* _Instructions to follow_: From the first line of the entries below, reproduce everything exactly through the line with "impl PartialOrd for", and nothing more.

Top of Data in this exercise

//! Eviction policy: decides which contexts leave a tier.
//!
//! Capacity pressure uses least-recently-accessed order within a tier. TTL
//! expiry is independent of tier and capacity.

use std::cmp::{Ordering, Reverse};
use std::collections::BinaryHeap;

use chrono::{DateTime, Utc};

use crate::cache::entry::{CatalogRecord, ContextId, Tier};

/// An eviction candidate with its recency.
#[derive(Debug, Clone)]
pub struct EvictionCandidate {
    pub context_id: ContextId,
    pub lru_tick: u64,
    pub size_bytes: usize,
}

impl PartialEq for EvictionCandidate {
    fn eq(&self, other: &Self) -> bool {
        self.lru_tick == other.lru_tick
    }
}

impl Eq for EvictionCandidate {}

impl PartialOrd for EvictionCandidate {
    fn partial_cmp(&self, other: &Self) -> Option<Ordering> {
        Some(self.cmp(other))
    }
}

impl Ord for EvictionCandidate {
    fn cmp(&self, other: &Self) -> Ordering {
        self.lru_tick.cmp(&other.lru_tick)
    }
}

/// Select up to `count` contexts in `tier`, least recently used first.
/// Contexts in `protected` are never selected.
pub fn select_victims<'a>(
    records: impl Iterator<Item = &'a CatalogRecord>,
    tier: Tier,
    count: usize,
    protected: &[&str],
) -> Vec<EvictionCandidate> {
    let mut heap = BinaryHeap::new();
    for record in records {
        if record.info.tier != tier {
            continue;
        }
        if protected.contains(&record.info.context_id.as_str()) {
            continue;
        }
        heap.push(Reverse(EvictionCandidate {
            context_id: record.info.context_id.clone(),
            lru_tick: record.lru_tick,
            size_bytes: record.info.size_bytes,
        }));
    }

    let mut victims = Vec::with_capacity(count.min(heap.len()));
    while victims.len() < count {
        match heap.pop() {
            Some(Reverse(candidate)) => victims.push(candidate),
            None => break,
        }
    }
    victims
}

/// Contexts whose TTL has elapsed at `now`.
pub fn expired<'a>(
    records: impl Iterator<Item = &'a CatalogRecord>,
    now: DateTime<Utc>,
) -> Vec<ContextId> {
    records
        .filter(|record| record.info.is_expired(now))
        .map(|record| record.info.context_id.clone())
        .collect()
}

Bottom of Data in this exercise

* _Task solution_:
//! Eviction policy: decides which contexts leave a tier.
//!
//! Capacity pressure uses least-recently-accessed order within a tier. TTL
//! expiry is independent of tier and capacity.

use std::cmp::{Ordering, Reverse};
use std::collections::BinaryHeap;

use chrono::{DateTime, Utc};

use crate::cache::entry::{CatalogRecord, ContextId, Tier};

/// An eviction candidate with its recency.
#[derive(Debug, Clone)]
pub struct EvictionCandidate {
    pub context_id: ContextId,
    pub lru_tick: u64,
    pub size_bytes: usize,
}

impl PartialEq for EvictionCandidate {
    fn eq(&self, other: &Self) -> bool {
        self.lru_tick == other.lru_tick
    }
}

impl Eq for EvictionCandidate {}

impl PartialOrd for EvictionCandidate {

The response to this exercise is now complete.